En un claquement de doigt, un incendie ravagea la petite ferme. Les hurlements de la marmaille se mêlaient à ceux de la ménagère. Entravé par d’invisibles liens, le père hurlait de désespoir, impuissant, et voyait sa famille agoniser sous ses yeux, empreinte de haine et de désespoir devant celui qui semblait ne pas vouloir venir les sauver. Dans son lit, pour la première fois depuis longtemps, Onir dormit bien. Et qu’importe les coups qu’il reçut le lendemain, la mine déconfite de son tortionnaire l’aidait à endurer la douleur. Qu’il frappe ! Il dégusterait mille fois pire ce soir.

Ce rituel perdura plusieurs années. Le souverain des songes châtiait le dictateur de l’éveil, jamais à court d’idées pour inventer de nouveaux supplices, et avec son imagination comme seule limite. Il lui fit pousser une bosse, abominable, de deux fois sa taille, qui lui faisait perdre l’équilibre, et qu’il se plaisait à griffer. Il le transformait en forçat, l’obligeait à bâtir une pyramide de ses propres mains, à utiliser de la pierre ardente, et à la défaire lorsqu’elle était achevée.

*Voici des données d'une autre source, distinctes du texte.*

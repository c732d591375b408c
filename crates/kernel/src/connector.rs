//! Turns a kernel id into a live execution channel.

use std::time::{Duration, Instant};

use async_trait::async_trait;

use ji_domain::config::{Config, DataPlaneMode};
use ji_domain::error::Result;
use ji_domain::trace::TraceEvent;

use crate::bootstrap::Bootstrapper;
use crate::channel::ExecutionChannel;
use crate::zmq::ZmqChannel;

/// Opens the data plane for a provisioned kernel.
#[async_trait]
pub trait KernelConnector: Send + Sync {
    async fn connect(&self, kernel_id: &str) -> Result<Box<dyn ExecutionChannel>>;
}

#[derive(Debug, Clone)]
pub struct RemoteConnector {
    bootstrap: Bootstrapper,
    mode: DataPlaneMode,
    host_override: Option<String>,
    ready_timeout: Duration,
}

impl RemoteConnector {
    pub fn new(bootstrap: Bootstrapper, mode: DataPlaneMode) -> Self {
        Self {
            bootstrap,
            mode,
            host_override: None,
            ready_timeout: Duration::from_secs(5),
        }
    }

    pub fn from_config(cfg: &Config) -> Self {
        Self {
            bootstrap: Bootstrapper::from_config(&cfg.control_plane, &cfg.sessions),
            mode: cfg.data_plane.mode,
            host_override: cfg.data_plane.host_override().map(str::to_owned),
            ready_timeout: Duration::from_millis(cfg.data_plane.ready_timeout_ms),
        }
    }

    pub fn with_host_override(mut self, host: impl Into<String>) -> Self {
        self.host_override = Some(host.into());
        self
    }

    pub fn with_ready_timeout(mut self, timeout: Duration) -> Self {
        self.ready_timeout = timeout;
        self
    }

    pub fn mode(&self) -> DataPlaneMode {
        self.mode
    }

    async fn connect_zmq(&self, kernel_id: &str) -> Result<ZmqChannel> {
        let mut descriptor = self.bootstrap.fetch_descriptor(kernel_id).await?;
        if let Some(ref host) = self.host_override {
            descriptor = descriptor.with_host(host.clone());
        }
        tracing::debug!(kernel_id, descriptor = ?descriptor, "connection descriptor retrieved");

        let mut channel = ZmqChannel::connect(&descriptor).await?;
        if let Err(e) = channel.wait_for_ready(self.ready_timeout).await {
            channel.close().await;
            return Err(e);
        }
        Ok(channel)
    }
}

#[async_trait]
impl KernelConnector for RemoteConnector {
    async fn connect(&self, kernel_id: &str) -> Result<Box<dyn ExecutionChannel>> {
        let start = Instant::now();

        let channel: Box<dyn ExecutionChannel> = match self.mode {
            DataPlaneMode::Zmq => Box::new(self.connect_zmq(kernel_id).await?),
            DataPlaneMode::Relay => Box::new(self.bootstrap.open_relay(kernel_id).await?),
        };

        TraceEvent::ChannelBootstrapped {
            kernel_id: kernel_id.to_owned(),
            mode: self.mode.as_str().to_owned(),
            duration_ms: start.elapsed().as_millis() as u64,
        }
        .emit();

        Ok(channel)
    }
}
use clap::Parser;
use tracing_subscriber::layer::SubscriberExt;
use tracing_subscriber::util::SubscriberInitExt;
use tracing_subscriber::EnvFilter;

use ji_cli::cli::{self, Cli, Command};
use ji_domain::config::ObservabilityConfig;

#[tokio::main]
async fn main() -> anyhow::Result<()> {
    let cli = Cli::parse();
    let (config, config_path) = cli::load_config()?;
    init_tracing(&config.observability);

    match cli.command {
        Command::Doctor => {
            let passed = cli::doctor::run(&config, &config_path).await?;
            if !passed {
                std::process::exit(1);
            }
            Ok(())
        }
        Command::Exec { session, code } => {
            let ok = cli::exec::run(&config, session, code).await?;
            if !ok {
                std::process::exit(1);
            }
            Ok(())
        }
        Command::Repl { session } => cli::repl::repl(&config, session).await,
    }
}

/// Logs go to stderr; stdout carries results only.
///
/// `RUST_LOG` wins over `observability.default_filter`.
fn init_tracing(obs: &ObservabilityConfig) {
    let env_filter = EnvFilter::try_from_default_env()
        .unwrap_or_else(|_| EnvFilter::new(&obs.default_filter));

    if obs.json_logs {
        tracing_subscriber::registry()
            .with(env_filter)
            .with(tracing_subscriber::fmt::layer().json().with_writer(std::io::stderr))
            .init();
    } else {
        tracing_subscriber::registry()
            .with(env_filter)
            .with(
                tracing_subscriber::fmt::layer()
                    .compact()
                    .with_writer(std::io::stderr),
            )
            .init();
    }
}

Au fond de lui, il le savait : il gagnait la guerre. Et il se délectait chaque matin, de voir les cernes de ce démon se creuser un peu plus. Les coups s’en ressentaient plus faible. Il cognait mollement. La vitalité comme la conviction commençaient à lui faire défaut. Cependant, entre temps, il avait rencontré Thérèse. La sixième fille d’un lointain cousin qu’il fallait bien loger. On les maria donc sans vraiment demander leur avis ni à l’un ni à l’autre. De toute façon, ils n’auraient pas refusé. L’une voulait un toit, l’autre n’aurait pas rejeté une épouse. Bien lui en prit. En plus de réchauffer sa couche, au fil des saisons, Thérèse lui apporta un amour qu’il n’imaginait pas. Il lui manquait bien quelques quenottes et son minois ne correspondait pas vraiment à celui d’une princesse, mais elle avait fini par s’attacher à lui et lui à elle.

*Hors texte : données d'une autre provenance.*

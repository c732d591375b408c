//! `jupyter-interpreter exec`: one code block, one JSON result.

use std::io::Read;

use anyhow::Context;

use ji_domain::config::Config;
use ji_kernel::ControlPlane;
use ji_sessions::SessionRegistry;

/// Validate the config and the server, then build the registry. Every
/// failure here is fatal to the process.
pub async fn connect(config: &Config) -> anyhow::Result<SessionRegistry> {
    super::ensure_valid(config)?;

    let registry = SessionRegistry::from_config(config).context("building session registry")?;
    let base_url = &config.control_plane.base_url;
    let reachable = registry
        .control_plane()
        .validate_connection()
        .await
        .with_context(|| format!("failed to connect to Jupyter server at {base_url}"))?;
    if !reachable {
        anyhow::bail!("Jupyter server at {base_url} did not answer the API probe");
    }
    Ok(registry)
}

/// Execute `code` and print `{session_id, is_new, errors, outputs}`.
///
/// The kernel is shut down afterwards; state carries over to the next
/// `exec --session <id>` through the saved history.
pub async fn run(config: &Config, session: Option<String>, code: Option<String>) -> anyhow::Result<bool> {
    let code = match code.as_deref() {
        None | Some("-") => {
            let mut buf = String::new();
            std::io::stdin()
                .read_to_string(&mut buf)
                .context("reading code from stdin")?;
            buf
        }
        Some(code) => code.to_owned(),
    };

    let registry = connect(config).await?;
    let response = registry.execute(session.as_deref(), &code).await;
    tracing::debug!(
        session_id = %response.session_id,
        is_new = response.is_new,
        errors = response.outcome.errors.len(),
        "exec finished"
    );
    registry.close_all().await;

    println!("{}", serde_json::to_string_pretty(&response)?);
    Ok(response.outcome.is_success())
}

Elle finit par l’attendrir. Les nuits passant, il se surprit à avoir la main plus douce contre son sempiternel adversaire. L’inspiration lui manquait. Comme la motivation. Mais le son du fouet raisonnait encore dans sa tête, et alors il se remettait en chasse, traquant celui qui, par instinct, se cachait. Il le sentait, sa proie craignait désormais son empire. Il la trouvait parfois cachée sous une racine, prostrée dans un de ces étranges serpents de fer souterrains, agrippée à un géant, mais elle ne parvenait jamais à se soustraire à son courroux. Onir connaissait ses terres, et nul subconscient, aussi tétanisé soit-il, ne pouvait rivaliser avec un esprit en pleine possession de ses moyens. Un battement de cil lui suffisait pour balayer ses régions et retrouver l’impudent.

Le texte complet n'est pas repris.